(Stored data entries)
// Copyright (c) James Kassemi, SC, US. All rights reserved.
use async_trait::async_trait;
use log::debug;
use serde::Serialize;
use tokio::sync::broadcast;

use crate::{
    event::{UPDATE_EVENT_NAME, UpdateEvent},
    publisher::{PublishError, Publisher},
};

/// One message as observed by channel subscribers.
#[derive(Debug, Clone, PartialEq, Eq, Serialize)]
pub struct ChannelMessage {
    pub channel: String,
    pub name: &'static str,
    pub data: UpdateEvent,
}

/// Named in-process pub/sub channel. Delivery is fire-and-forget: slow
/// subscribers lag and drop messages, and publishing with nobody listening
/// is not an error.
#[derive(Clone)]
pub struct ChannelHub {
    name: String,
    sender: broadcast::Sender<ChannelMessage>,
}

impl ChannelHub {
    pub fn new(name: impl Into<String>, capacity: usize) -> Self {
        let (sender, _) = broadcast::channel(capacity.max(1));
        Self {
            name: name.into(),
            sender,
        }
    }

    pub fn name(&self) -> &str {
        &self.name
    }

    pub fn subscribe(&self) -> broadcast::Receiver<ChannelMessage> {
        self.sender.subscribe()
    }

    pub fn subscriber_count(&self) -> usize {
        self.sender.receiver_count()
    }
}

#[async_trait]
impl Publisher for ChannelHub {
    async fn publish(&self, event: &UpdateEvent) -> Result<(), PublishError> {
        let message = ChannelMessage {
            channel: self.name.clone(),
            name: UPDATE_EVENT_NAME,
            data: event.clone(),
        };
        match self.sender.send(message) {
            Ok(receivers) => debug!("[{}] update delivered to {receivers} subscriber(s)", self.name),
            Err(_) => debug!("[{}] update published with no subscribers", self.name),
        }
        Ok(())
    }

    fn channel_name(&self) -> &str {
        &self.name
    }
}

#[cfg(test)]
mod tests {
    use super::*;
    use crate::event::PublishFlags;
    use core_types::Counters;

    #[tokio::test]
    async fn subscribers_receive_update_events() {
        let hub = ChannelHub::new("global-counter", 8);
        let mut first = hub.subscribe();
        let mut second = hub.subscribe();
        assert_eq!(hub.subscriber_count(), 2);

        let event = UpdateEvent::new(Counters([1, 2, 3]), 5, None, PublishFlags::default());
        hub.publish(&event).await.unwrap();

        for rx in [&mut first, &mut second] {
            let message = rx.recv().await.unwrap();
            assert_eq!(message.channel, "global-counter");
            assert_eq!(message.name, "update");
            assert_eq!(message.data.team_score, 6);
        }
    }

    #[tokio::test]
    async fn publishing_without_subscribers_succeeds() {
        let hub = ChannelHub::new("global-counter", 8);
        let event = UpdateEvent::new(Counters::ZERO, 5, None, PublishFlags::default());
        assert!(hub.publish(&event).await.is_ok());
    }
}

### Exercise:
Beginning at the top of the records above, transcribe each line exactly up to and including the line that holds "is fire-and-forget: slow".

### Exercise result:
// Copyright (c) James Kassemi, SC, US. All rights reserved.
use async_trait::async_trait;
use log::debug;
use serde::Serialize;
use tokio::sync::broadcast;

use crate::{
    event::{UPDATE_EVENT_NAME, UpdateEvent},
    publisher::{PublishError, Publisher},
};

/// One message as observed by channel subscribers.
#[derive(Debug, Clone, PartialEq, Eq, Serialize)]
pub struct ChannelMessage {
    pub channel: String,
    pub name: &'static str,
    pub data: UpdateEvent,
}

/// Named in-process pub/sub channel. Delivery is fire-and-forget: slow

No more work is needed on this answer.